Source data
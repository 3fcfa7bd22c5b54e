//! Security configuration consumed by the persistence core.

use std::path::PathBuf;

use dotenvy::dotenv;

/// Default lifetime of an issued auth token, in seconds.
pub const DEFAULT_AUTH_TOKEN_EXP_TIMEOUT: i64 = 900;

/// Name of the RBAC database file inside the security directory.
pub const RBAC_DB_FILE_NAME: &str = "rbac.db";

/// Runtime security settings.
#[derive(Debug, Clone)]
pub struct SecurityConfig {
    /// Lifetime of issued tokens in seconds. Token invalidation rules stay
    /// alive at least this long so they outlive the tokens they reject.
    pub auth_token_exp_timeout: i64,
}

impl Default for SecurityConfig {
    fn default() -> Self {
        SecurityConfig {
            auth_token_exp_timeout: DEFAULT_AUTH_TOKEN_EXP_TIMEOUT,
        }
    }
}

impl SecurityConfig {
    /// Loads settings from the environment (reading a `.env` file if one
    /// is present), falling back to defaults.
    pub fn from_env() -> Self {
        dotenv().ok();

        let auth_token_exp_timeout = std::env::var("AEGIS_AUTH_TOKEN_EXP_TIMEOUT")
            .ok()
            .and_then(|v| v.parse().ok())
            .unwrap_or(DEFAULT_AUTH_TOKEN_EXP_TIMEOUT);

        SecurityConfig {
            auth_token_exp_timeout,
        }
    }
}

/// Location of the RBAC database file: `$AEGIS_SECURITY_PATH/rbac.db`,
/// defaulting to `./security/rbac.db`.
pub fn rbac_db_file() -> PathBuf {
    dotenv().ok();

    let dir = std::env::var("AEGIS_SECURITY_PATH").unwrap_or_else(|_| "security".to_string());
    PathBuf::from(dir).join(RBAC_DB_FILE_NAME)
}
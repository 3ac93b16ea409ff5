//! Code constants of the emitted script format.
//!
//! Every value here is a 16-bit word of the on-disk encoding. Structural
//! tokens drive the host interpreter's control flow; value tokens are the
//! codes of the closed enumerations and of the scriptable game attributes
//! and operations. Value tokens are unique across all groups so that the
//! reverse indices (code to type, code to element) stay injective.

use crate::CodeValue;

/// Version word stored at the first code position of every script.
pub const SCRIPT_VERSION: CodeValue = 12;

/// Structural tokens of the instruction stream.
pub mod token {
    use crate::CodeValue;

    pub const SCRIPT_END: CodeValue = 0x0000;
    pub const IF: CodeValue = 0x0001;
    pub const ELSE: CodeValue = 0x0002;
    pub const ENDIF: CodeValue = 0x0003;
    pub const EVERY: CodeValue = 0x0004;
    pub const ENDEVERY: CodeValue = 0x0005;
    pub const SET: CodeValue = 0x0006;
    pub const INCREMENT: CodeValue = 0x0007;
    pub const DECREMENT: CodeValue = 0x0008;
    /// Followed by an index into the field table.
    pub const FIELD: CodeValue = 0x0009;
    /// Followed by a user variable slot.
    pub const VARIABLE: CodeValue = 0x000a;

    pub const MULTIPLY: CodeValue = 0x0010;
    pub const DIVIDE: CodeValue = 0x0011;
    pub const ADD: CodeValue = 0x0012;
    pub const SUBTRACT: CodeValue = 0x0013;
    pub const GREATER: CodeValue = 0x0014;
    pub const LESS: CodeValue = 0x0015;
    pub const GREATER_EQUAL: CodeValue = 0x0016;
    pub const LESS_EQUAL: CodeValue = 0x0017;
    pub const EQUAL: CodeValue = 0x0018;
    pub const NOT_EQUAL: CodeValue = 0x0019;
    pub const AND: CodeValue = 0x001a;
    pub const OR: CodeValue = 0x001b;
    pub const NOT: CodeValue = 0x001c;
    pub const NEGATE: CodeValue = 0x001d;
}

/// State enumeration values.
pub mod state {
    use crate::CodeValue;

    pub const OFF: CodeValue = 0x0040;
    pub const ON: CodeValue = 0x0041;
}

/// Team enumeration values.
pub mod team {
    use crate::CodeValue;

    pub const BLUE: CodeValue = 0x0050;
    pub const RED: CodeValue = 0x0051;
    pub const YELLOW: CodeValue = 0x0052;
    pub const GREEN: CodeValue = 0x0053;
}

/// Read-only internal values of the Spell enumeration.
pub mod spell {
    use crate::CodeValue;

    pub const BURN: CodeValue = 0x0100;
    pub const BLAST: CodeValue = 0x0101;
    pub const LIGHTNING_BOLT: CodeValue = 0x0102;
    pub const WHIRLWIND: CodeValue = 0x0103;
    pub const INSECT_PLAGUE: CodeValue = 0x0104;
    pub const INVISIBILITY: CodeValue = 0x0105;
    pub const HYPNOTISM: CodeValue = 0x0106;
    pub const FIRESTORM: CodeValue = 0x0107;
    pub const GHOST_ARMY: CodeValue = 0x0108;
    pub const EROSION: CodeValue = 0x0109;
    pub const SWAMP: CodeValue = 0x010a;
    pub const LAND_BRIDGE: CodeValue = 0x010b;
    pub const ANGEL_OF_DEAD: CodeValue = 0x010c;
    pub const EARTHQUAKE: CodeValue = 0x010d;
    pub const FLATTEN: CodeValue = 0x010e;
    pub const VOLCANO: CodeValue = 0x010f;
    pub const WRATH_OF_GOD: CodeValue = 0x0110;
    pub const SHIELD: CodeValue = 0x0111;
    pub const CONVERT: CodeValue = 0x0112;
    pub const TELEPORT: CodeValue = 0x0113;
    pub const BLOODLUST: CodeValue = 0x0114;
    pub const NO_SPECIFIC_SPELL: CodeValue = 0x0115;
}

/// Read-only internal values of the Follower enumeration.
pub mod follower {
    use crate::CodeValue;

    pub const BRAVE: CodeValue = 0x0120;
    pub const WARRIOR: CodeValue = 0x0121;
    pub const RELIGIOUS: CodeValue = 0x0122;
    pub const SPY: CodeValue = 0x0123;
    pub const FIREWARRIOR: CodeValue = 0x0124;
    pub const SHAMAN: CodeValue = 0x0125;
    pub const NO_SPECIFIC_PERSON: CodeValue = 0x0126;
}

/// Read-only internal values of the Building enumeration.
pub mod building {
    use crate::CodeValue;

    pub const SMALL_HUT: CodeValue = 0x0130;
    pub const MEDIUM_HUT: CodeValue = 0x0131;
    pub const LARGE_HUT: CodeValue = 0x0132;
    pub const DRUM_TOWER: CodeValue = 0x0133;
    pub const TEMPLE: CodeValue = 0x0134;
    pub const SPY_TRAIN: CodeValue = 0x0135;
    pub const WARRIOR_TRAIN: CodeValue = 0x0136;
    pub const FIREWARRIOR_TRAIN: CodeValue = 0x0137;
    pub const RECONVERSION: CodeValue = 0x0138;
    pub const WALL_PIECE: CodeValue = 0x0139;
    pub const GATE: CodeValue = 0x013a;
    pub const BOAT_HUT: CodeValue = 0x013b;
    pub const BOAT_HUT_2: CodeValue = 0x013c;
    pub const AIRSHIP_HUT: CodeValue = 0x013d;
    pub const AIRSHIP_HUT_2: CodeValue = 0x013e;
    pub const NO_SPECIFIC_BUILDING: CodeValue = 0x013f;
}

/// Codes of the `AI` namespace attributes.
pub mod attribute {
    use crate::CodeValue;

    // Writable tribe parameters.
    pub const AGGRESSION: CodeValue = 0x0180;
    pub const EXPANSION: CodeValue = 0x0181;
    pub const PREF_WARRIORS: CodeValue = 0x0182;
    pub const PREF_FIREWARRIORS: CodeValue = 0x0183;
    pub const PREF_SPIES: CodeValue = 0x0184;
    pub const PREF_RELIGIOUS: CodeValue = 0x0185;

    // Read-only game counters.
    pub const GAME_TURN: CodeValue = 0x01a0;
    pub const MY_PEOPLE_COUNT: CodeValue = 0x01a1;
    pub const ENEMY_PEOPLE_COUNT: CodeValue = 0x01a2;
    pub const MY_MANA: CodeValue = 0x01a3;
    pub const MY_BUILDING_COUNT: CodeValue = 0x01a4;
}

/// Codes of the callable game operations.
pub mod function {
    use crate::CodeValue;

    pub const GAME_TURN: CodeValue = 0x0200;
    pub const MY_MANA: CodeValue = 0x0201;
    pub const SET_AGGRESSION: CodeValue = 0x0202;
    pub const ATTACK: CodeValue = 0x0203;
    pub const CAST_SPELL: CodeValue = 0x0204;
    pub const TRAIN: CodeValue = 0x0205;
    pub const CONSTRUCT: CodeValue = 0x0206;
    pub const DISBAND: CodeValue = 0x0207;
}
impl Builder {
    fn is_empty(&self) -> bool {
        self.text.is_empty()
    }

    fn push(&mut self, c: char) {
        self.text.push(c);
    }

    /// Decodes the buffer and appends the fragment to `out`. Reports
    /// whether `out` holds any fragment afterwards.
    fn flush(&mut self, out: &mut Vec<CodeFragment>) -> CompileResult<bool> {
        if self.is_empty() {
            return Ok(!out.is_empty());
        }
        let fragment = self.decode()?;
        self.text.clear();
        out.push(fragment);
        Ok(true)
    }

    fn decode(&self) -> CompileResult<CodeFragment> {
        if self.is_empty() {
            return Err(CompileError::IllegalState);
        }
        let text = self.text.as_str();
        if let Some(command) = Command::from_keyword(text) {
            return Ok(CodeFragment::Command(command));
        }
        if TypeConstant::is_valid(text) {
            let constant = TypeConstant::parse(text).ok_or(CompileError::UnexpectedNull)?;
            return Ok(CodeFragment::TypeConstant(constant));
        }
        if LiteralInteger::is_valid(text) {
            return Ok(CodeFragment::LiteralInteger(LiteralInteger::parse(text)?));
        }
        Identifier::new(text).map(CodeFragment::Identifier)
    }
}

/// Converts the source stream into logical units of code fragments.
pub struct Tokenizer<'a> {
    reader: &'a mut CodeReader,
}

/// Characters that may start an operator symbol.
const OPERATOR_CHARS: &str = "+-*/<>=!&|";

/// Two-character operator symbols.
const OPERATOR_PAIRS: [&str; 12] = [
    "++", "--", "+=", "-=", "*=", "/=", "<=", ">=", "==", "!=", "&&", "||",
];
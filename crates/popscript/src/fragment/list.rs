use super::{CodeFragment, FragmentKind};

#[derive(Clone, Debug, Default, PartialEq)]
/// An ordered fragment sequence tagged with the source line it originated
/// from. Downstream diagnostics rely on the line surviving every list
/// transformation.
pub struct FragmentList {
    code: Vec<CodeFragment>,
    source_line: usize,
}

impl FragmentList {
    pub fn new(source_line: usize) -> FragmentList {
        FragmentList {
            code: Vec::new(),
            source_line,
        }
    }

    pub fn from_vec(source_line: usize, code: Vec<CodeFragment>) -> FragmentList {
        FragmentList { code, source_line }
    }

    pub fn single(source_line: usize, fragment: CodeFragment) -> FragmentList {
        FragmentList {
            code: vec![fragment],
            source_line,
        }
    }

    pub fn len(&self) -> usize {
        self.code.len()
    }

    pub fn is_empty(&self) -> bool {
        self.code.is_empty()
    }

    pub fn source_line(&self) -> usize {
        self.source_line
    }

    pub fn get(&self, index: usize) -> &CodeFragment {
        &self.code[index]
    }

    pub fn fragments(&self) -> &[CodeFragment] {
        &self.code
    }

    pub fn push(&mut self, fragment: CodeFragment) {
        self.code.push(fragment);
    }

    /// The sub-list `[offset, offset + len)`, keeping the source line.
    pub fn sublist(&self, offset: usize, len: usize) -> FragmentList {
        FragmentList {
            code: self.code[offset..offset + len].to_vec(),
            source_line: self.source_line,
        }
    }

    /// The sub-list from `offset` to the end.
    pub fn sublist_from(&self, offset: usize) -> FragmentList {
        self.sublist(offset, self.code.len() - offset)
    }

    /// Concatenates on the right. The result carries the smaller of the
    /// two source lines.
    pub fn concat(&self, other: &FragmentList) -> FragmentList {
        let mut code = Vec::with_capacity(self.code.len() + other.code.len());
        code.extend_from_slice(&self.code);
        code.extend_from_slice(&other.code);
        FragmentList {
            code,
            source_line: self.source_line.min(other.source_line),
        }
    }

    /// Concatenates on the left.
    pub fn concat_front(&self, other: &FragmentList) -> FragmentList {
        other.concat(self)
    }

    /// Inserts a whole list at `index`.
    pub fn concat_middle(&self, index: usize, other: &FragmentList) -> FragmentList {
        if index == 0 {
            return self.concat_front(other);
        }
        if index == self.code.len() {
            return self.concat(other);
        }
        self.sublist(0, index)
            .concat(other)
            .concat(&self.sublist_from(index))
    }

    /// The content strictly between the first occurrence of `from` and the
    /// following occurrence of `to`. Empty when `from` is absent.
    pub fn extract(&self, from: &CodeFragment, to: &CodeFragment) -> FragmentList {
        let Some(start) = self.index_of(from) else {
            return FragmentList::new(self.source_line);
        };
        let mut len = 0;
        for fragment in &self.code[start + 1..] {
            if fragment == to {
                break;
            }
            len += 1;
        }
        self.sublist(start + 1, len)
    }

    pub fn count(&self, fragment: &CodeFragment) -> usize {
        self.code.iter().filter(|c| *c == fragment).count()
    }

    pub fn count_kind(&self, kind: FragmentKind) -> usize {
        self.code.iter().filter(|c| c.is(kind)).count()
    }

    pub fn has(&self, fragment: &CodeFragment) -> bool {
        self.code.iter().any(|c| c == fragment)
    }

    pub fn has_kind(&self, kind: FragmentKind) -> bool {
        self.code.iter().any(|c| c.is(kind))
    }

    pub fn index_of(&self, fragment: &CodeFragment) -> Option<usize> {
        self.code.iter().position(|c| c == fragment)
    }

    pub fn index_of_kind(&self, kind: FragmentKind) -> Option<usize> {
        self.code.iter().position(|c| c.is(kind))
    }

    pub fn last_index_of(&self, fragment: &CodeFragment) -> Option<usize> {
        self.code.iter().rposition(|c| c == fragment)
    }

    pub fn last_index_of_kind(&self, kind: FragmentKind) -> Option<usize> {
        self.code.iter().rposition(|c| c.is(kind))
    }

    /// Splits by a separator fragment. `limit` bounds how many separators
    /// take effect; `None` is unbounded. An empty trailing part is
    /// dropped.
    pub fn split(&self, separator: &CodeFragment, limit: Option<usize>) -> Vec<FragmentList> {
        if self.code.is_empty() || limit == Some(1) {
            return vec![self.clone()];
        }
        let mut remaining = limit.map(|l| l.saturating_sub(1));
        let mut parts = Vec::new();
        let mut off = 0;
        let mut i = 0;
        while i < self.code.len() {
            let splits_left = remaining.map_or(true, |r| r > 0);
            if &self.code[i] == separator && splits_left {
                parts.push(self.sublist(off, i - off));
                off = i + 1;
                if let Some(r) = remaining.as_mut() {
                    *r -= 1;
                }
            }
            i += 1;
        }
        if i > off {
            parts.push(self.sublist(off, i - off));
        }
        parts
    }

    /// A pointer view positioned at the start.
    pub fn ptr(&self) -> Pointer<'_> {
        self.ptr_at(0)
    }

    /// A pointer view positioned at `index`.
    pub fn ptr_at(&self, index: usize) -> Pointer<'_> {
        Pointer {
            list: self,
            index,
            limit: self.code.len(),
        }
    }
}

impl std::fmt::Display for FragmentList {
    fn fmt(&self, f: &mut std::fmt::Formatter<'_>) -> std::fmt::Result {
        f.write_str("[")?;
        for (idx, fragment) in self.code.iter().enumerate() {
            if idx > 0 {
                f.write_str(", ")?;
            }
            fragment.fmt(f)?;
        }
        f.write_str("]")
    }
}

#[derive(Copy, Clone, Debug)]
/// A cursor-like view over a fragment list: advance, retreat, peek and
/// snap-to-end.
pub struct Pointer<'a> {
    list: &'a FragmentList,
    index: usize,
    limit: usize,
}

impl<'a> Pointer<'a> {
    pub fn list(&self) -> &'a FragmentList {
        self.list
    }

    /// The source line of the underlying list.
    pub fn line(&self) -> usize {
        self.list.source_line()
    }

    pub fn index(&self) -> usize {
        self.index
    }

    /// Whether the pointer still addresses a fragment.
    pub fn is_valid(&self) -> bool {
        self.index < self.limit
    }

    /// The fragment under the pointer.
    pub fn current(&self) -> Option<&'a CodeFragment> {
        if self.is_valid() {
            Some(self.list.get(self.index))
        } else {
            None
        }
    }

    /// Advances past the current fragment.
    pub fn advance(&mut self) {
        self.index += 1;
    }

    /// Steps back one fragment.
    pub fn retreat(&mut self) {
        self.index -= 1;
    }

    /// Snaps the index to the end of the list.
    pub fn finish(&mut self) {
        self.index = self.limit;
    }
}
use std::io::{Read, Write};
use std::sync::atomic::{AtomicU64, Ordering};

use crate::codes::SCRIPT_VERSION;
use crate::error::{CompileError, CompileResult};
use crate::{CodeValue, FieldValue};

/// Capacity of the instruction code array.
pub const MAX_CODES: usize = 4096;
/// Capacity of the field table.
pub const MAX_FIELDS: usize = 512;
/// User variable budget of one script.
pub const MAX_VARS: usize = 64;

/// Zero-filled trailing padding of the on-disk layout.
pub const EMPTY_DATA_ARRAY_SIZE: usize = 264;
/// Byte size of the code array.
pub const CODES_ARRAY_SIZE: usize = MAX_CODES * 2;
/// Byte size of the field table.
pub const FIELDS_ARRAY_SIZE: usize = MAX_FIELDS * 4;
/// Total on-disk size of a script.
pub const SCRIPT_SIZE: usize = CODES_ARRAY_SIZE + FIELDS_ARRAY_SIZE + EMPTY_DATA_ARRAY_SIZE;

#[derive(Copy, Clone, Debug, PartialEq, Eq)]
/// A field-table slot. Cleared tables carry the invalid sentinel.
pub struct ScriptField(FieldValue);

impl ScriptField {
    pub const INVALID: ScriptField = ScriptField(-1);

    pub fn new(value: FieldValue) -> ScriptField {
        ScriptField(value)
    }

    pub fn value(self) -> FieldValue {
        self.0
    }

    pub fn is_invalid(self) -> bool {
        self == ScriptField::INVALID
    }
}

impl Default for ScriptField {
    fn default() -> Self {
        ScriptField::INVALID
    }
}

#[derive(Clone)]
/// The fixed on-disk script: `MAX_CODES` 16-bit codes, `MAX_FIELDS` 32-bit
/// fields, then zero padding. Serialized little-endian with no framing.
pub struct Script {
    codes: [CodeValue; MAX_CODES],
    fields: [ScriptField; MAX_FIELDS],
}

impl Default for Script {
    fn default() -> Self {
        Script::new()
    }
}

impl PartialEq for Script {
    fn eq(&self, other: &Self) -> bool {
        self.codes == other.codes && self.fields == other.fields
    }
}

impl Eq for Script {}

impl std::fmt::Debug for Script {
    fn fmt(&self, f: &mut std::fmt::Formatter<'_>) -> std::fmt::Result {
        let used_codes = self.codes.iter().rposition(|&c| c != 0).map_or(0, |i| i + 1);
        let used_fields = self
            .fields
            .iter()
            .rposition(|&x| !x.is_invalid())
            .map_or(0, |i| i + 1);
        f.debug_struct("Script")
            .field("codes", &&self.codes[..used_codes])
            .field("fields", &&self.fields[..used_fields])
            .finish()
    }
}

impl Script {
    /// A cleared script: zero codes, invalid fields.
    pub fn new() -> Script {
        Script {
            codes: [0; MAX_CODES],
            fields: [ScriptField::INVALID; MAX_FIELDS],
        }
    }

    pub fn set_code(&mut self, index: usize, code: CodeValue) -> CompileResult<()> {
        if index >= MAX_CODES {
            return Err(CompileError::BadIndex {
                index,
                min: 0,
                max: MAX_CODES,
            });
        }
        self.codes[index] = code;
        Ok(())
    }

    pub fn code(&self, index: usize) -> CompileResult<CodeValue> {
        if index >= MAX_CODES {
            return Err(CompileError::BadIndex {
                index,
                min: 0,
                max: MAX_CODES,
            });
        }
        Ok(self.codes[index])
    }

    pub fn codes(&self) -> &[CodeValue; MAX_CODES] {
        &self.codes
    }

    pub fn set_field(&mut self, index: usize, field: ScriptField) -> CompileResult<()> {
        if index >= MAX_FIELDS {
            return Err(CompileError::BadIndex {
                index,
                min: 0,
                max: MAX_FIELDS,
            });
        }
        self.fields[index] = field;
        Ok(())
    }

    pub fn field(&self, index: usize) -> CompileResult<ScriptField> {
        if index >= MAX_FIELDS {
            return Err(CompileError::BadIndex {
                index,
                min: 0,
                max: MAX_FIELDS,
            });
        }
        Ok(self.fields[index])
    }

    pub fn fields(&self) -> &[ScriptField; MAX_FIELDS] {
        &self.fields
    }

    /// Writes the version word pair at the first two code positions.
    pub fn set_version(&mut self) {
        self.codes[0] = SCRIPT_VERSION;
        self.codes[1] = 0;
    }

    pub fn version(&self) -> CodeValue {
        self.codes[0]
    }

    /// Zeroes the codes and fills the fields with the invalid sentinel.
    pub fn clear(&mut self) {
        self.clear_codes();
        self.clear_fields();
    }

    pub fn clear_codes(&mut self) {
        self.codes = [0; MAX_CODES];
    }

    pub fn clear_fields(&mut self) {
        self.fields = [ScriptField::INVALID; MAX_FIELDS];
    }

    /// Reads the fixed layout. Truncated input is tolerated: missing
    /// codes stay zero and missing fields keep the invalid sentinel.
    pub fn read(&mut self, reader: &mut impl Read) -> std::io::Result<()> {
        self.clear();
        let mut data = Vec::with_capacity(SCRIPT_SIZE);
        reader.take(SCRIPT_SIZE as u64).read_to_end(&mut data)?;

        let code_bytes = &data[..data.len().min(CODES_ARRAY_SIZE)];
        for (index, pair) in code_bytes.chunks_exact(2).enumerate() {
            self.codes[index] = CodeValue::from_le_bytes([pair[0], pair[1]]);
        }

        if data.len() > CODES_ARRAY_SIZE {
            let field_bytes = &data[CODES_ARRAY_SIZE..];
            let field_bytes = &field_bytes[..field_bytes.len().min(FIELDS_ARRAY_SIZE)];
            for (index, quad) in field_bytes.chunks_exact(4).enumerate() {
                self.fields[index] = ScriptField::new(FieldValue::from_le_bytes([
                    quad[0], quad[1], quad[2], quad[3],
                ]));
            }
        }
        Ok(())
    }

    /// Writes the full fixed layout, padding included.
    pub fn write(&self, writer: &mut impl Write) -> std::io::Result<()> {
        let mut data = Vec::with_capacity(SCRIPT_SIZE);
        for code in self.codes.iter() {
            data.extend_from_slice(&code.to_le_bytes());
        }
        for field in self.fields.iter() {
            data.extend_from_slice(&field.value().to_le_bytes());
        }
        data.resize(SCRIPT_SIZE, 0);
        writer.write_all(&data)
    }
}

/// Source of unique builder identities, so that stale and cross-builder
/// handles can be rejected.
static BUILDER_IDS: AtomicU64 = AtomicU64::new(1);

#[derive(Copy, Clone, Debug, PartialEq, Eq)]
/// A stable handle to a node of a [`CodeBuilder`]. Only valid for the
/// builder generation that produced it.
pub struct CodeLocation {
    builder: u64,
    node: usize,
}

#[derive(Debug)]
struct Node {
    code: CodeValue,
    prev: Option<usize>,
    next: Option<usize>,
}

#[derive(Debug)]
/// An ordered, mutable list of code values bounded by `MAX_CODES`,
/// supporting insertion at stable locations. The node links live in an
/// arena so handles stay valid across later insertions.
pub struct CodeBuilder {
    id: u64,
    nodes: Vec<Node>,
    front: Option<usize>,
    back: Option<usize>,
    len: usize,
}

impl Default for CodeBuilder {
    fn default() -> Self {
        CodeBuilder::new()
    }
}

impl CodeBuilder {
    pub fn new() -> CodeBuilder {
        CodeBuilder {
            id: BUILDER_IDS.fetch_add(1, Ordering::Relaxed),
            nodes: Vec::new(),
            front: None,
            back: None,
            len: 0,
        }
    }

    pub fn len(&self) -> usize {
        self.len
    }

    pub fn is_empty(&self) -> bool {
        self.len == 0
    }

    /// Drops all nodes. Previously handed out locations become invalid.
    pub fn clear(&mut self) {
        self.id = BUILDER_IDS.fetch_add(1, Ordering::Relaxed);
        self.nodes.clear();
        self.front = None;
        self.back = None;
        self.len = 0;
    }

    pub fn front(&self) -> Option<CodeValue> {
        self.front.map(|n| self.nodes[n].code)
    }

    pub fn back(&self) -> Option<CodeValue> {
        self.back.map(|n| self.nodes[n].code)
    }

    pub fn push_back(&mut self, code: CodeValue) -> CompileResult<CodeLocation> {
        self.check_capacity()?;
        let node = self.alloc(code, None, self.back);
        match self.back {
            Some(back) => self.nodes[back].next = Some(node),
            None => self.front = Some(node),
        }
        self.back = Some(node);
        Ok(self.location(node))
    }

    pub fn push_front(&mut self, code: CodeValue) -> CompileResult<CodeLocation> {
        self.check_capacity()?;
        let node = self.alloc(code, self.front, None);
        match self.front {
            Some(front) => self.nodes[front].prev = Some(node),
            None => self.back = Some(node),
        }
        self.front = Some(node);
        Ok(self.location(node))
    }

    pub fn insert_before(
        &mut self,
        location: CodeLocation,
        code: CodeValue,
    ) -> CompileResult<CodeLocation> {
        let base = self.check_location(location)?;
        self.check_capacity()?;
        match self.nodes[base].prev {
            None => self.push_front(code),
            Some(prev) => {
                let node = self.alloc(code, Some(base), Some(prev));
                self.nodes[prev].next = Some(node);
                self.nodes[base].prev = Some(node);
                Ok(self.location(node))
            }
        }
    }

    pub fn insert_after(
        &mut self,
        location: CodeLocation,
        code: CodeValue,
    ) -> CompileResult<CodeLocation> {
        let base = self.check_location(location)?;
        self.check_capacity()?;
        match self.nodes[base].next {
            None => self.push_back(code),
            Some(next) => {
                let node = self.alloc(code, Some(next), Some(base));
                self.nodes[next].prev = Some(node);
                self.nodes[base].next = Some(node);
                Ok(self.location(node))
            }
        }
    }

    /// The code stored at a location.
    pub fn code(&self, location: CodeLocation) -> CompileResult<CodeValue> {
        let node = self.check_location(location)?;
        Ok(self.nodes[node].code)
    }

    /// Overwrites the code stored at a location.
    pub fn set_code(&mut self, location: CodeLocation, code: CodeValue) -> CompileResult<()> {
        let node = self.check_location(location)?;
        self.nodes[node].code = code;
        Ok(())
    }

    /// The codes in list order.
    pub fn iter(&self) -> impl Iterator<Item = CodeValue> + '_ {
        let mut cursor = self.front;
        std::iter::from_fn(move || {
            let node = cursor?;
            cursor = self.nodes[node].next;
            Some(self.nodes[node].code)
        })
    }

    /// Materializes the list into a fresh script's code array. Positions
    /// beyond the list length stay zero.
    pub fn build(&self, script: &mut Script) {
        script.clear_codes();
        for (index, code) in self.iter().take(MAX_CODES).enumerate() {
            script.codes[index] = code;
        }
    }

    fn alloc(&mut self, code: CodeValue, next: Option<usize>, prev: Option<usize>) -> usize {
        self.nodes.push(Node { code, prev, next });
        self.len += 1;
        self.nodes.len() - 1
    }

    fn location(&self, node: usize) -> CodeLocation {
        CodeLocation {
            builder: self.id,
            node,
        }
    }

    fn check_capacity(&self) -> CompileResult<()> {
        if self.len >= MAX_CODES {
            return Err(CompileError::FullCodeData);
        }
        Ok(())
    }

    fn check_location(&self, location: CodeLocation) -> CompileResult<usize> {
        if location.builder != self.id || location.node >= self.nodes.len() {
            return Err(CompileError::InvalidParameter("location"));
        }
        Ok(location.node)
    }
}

Task goal: From the line that has "pub fn rbac_db_file()" through the line that has "pub const INCREMENT: CodeValue = 0x0007;", copy every line exactly as it appears above, and leave out all others.

Result for this task:
pub fn rbac_db_file() -> PathBuf {
    dotenv().ok();

    let dir = std::env::var("AEGIS_SECURITY_PATH").unwrap_or_else(|_| "security".to_string());
    PathBuf::from(dir).join(RBAC_DB_FILE_NAME)
}
repository 3ac93b16ea409ff5
//! Code constants of the emitted script format.
//!
//! Every value here is a 16-bit word of the on-disk encoding. Structural
//! tokens drive the host interpreter's control flow; value tokens are the
//! codes of the closed enumerations and of the scriptable game attributes
//! and operations. Value tokens are unique across all groups so that the
//! reverse indices (code to type, code to element) stay injective.

use crate::CodeValue;

/// Version word stored at the first code position of every script.
pub const SCRIPT_VERSION: CodeValue = 12;

/// Structural tokens of the instruction stream.
pub mod token {
    use crate::CodeValue;

    pub const SCRIPT_END: CodeValue = 0x0000;
    pub const IF: CodeValue = 0x0001;
    pub const ELSE: CodeValue = 0x0002;
    pub const ENDIF: CodeValue = 0x0003;
    pub const EVERY: CodeValue = 0x0004;
    pub const ENDEVERY: CodeValue = 0x0005;
    pub const SET: CodeValue = 0x0006;
    pub const INCREMENT: CodeValue = 0x0007;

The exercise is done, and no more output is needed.